Real Estate

Climate Alpha wants to tell you where to move in a warming world


A new climate software firm that’s announcing itself to the world on Tuesday says it has a competitive edge that other companies lack.

The big picture: Climate Alpha, which just raised a $4 million seed round, uses AI and machine learning to tell customers where to invest and move to in light of climate change and other factors.

  • Other firms focus on where to avoid, says its founder and CEO, Parag Khanna.

Driving the news: Climate impacts like sea level rise and extreme weather events will interact with socioeconomic trends and other developments to make places more or less desirable places to live.

Zoom in: Climate Alpha uses software to consider as many drivers as possible that could affect real estate values in a warming world.

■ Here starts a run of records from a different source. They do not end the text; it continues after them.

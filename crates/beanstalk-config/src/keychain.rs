//! macOS keychain access through the `security` tool.

use std::process::Stdio;
use std::sync::{Arc, LazyLock};

use async_trait::async_trait;
use beanstalk_core::secret::{NoSecretStore, SecretStore};
use beanstalk_core::{Credentials, Error, Result};
use regex::Regex;
use tokio::process::Command;
use tracing::debug;

static ACCOUNT_REGEX: LazyLock<Regex> =
    LazyLock::new(|| Regex::new(r#""acct"<blob>="([^"]*)""#).unwrap());

static PASSWORD_REGEX: LazyLock<Regex> =
    LazyLock::new(|| Regex::new(r#"(?m)^password: "(.*)"\s*$"#).unwrap());

// Passwords with non-printable bytes: `password: 0x<hex>  "<escaped>"`
static HEX_PASSWORD_REGEX: LazyLock<Regex> =
    LazyLock::new(|| Regex::new(r"(?m)^password: 0x([0-9A-Fa-f]+)\b").unwrap());

/// Looks up internet passwords in the user's default keychain.
#[derive(Debug, Clone)]
pub struct KeychainStore {
    program: String,
}

impl Default for KeychainStore {
    fn default() -> Self {
        Self::new()
    }
}

impl KeychainStore {
    pub fn new() -> Self {
        Self {
            program: "security".to_string(),
        }
    }
}

#[async_trait]
impl SecretStore for KeychainStore {
    async fn find_credentials(
        &self,
        server: &str,
        username: Option<&str>,
    ) -> Result<Option<Credentials>> {
        let mut args = vec!["find-internet-password", "-s", server];
        if let Some(username) = username {
            args.extend(["-a", username]);
        }
        args.push("-g");

        debug!(server = %server, "Querying keychain");

        let output = Command::new(&self.program)
            .args(&args)
            .stdout(Stdio::piped())
            .stderr(Stdio::piped())
            .output()
            .await
            .map_err(|e| Error::Internal(format!("failed to run {}: {}", self.program, e)))?;

        // Exit status 44 means no matching item
        if !output.status.success() {
            return Ok(None);
        }

        Ok(parse_security_output(
            &String::from_utf8_lossy(&output.stdout),
            &String::from_utf8_lossy(&output.stderr),
        ))
    }
}

/// Extract the account attribute (stdout) and password (stderr) printed by
/// `security find-internet-password -g`.
fn parse_security_output(stdout: &str, stderr: &str) -> Option<Credentials> {
    let username = ACCOUNT_REGEX.captures(stdout)?.get(1)?.as_str();
    let password = parse_password(stderr)?;

    let credentials = Credentials::new(username, password);
    credentials.is_complete().then_some(credentials)
}

fn parse_password(stderr: &str) -> Option<String> {
    if let Some(captures) = HEX_PASSWORD_REGEX.captures(stderr) {
        let bytes = hex::decode(captures.get(1)?.as_str()).ok()?;
        return String::from_utf8(bytes).ok();
    }

    Some(PASSWORD_REGEX.captures(stderr)?.get(1)?.as_str().to_string())
}

/// The secret store available on this platform.
pub fn default_secret_store() -> Arc<dyn SecretStore> {
    if cfg!(target_os = "macos") {
        Arc::new(KeychainStore::new())
    } else {
        Arc::new(NoSecretStore)
    }
}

  • The result, Khanna told Axios, is a guide to where businesses, governments, individual homeowners and others should invest for a more resilient future.
  • Other companies right now are focused on identifying climate risk, rather than adaptation opportunities, he said.
  • Climate Alpha’s customers and partners include the homebuilder Lennar and asset manager BentallGreenOak.

Between the lines: Climate Alpha’s models include all U.S. ZIP codes, with different algorithms for each property type.

  • The company forecasts real estate values for every year out to 2040 under various climate scenarios.
  • Through a partnership with Mastercard, cities may use Climate Alpha’s “Resilience Index” platform to prioritize where to spend resilience grants and funds for public housing, Khanna said.

Of note: The company began as research for Khanna’s latest book, “Move: The Forces Uprooting Us,” and spun out of another of his ventures, FutureMap.

What they’re saying: “The climate analytics industry has been focused on telling people where they’ll need to sell, but not where they should buy,” Khanna told Axios via email.

  • One advantage to his company’s approach, he says, is that it incorporates factors far afield from climate.
  • “Risk analytics alone don’t predict consumer behavior, otherwise nobody would move to Miami or Phoenix,” he said. Its models include other relocation influences, such as affordability and tax rates.

Yes, but: Climate Alpha is predicated on a bet that proactive relocation can keep Americans a step ahead of the climate.

  • However, this rests in part on the rate of global warming being manageable.
  • Nasty surprises, such as tipping points, lurk within the climate and are difficult to model.
  • In addition, growing inequality could limit America’s resilience.
  • Lastly, a big wild card will be how the millions of climate refugees worldwide will affect geopolitics.